MATERIAL FOR THIS TASK:
::::::
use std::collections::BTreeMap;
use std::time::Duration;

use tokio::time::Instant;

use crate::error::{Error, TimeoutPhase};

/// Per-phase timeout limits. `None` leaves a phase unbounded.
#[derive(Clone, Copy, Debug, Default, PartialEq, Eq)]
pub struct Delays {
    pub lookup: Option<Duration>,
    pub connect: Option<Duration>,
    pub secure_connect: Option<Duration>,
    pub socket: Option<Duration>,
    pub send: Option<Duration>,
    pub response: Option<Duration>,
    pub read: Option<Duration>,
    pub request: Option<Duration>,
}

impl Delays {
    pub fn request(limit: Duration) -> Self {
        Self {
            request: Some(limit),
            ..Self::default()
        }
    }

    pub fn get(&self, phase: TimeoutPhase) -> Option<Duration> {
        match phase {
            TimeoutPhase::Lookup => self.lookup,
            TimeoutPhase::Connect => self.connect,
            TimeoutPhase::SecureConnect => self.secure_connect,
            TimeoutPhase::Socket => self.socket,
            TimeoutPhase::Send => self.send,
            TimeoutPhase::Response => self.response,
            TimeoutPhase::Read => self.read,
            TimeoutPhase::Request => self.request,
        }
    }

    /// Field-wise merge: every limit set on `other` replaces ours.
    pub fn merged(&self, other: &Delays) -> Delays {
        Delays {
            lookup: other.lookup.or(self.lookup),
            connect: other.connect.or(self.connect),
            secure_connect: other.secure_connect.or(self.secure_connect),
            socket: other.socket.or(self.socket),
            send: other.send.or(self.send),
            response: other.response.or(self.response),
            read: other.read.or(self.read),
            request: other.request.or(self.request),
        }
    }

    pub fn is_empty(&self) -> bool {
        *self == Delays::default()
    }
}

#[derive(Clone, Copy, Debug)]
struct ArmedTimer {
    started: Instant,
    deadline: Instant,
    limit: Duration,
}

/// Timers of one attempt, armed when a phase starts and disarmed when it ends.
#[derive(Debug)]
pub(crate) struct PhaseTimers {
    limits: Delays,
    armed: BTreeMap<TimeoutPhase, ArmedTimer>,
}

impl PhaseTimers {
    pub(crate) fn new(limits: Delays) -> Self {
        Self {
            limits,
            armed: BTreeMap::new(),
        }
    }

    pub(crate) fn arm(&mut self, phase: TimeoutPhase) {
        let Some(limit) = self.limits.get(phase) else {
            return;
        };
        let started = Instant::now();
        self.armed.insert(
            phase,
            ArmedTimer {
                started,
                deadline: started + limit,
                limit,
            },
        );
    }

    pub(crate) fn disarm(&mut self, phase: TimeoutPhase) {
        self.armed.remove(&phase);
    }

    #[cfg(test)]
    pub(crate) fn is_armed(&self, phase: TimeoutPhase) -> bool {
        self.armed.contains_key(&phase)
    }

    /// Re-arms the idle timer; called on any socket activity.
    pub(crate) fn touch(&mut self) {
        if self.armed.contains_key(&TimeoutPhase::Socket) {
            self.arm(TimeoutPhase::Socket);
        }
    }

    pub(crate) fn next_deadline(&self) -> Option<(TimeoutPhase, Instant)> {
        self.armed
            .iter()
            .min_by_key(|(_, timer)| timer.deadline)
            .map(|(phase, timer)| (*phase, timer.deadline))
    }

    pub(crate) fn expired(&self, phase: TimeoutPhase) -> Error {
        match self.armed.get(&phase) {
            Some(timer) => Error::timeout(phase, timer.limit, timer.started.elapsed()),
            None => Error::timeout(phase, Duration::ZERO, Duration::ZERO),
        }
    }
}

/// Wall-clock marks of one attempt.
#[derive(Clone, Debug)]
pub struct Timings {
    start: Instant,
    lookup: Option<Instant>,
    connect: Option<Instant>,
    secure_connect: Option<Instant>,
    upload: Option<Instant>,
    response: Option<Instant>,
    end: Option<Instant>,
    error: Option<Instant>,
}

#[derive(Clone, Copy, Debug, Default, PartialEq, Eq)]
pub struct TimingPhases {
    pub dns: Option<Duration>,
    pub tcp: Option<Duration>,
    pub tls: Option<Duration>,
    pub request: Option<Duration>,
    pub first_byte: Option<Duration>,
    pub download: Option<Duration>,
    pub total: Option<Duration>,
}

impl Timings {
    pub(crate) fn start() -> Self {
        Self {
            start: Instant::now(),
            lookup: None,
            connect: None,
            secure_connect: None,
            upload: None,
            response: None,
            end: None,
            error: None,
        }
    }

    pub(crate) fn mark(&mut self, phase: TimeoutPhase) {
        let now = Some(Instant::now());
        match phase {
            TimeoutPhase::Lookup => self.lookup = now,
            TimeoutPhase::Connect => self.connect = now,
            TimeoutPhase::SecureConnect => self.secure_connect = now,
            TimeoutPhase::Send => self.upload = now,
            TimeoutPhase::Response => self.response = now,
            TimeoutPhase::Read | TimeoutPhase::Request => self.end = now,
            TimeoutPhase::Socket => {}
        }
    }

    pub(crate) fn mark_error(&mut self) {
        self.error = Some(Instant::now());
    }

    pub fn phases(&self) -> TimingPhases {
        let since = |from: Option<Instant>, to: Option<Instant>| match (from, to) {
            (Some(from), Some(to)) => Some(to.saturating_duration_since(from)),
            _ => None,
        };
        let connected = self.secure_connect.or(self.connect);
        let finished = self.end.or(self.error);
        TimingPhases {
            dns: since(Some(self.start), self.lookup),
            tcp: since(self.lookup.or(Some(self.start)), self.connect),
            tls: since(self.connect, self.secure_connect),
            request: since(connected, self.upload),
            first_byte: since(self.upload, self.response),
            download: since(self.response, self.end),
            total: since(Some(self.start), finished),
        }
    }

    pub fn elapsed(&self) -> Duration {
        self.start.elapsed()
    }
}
::::::
DIRECTIONS:
Give the number of lines in the records where the word "upload" shows up. Nothing else belongs in the reply.

OUTPUT:
5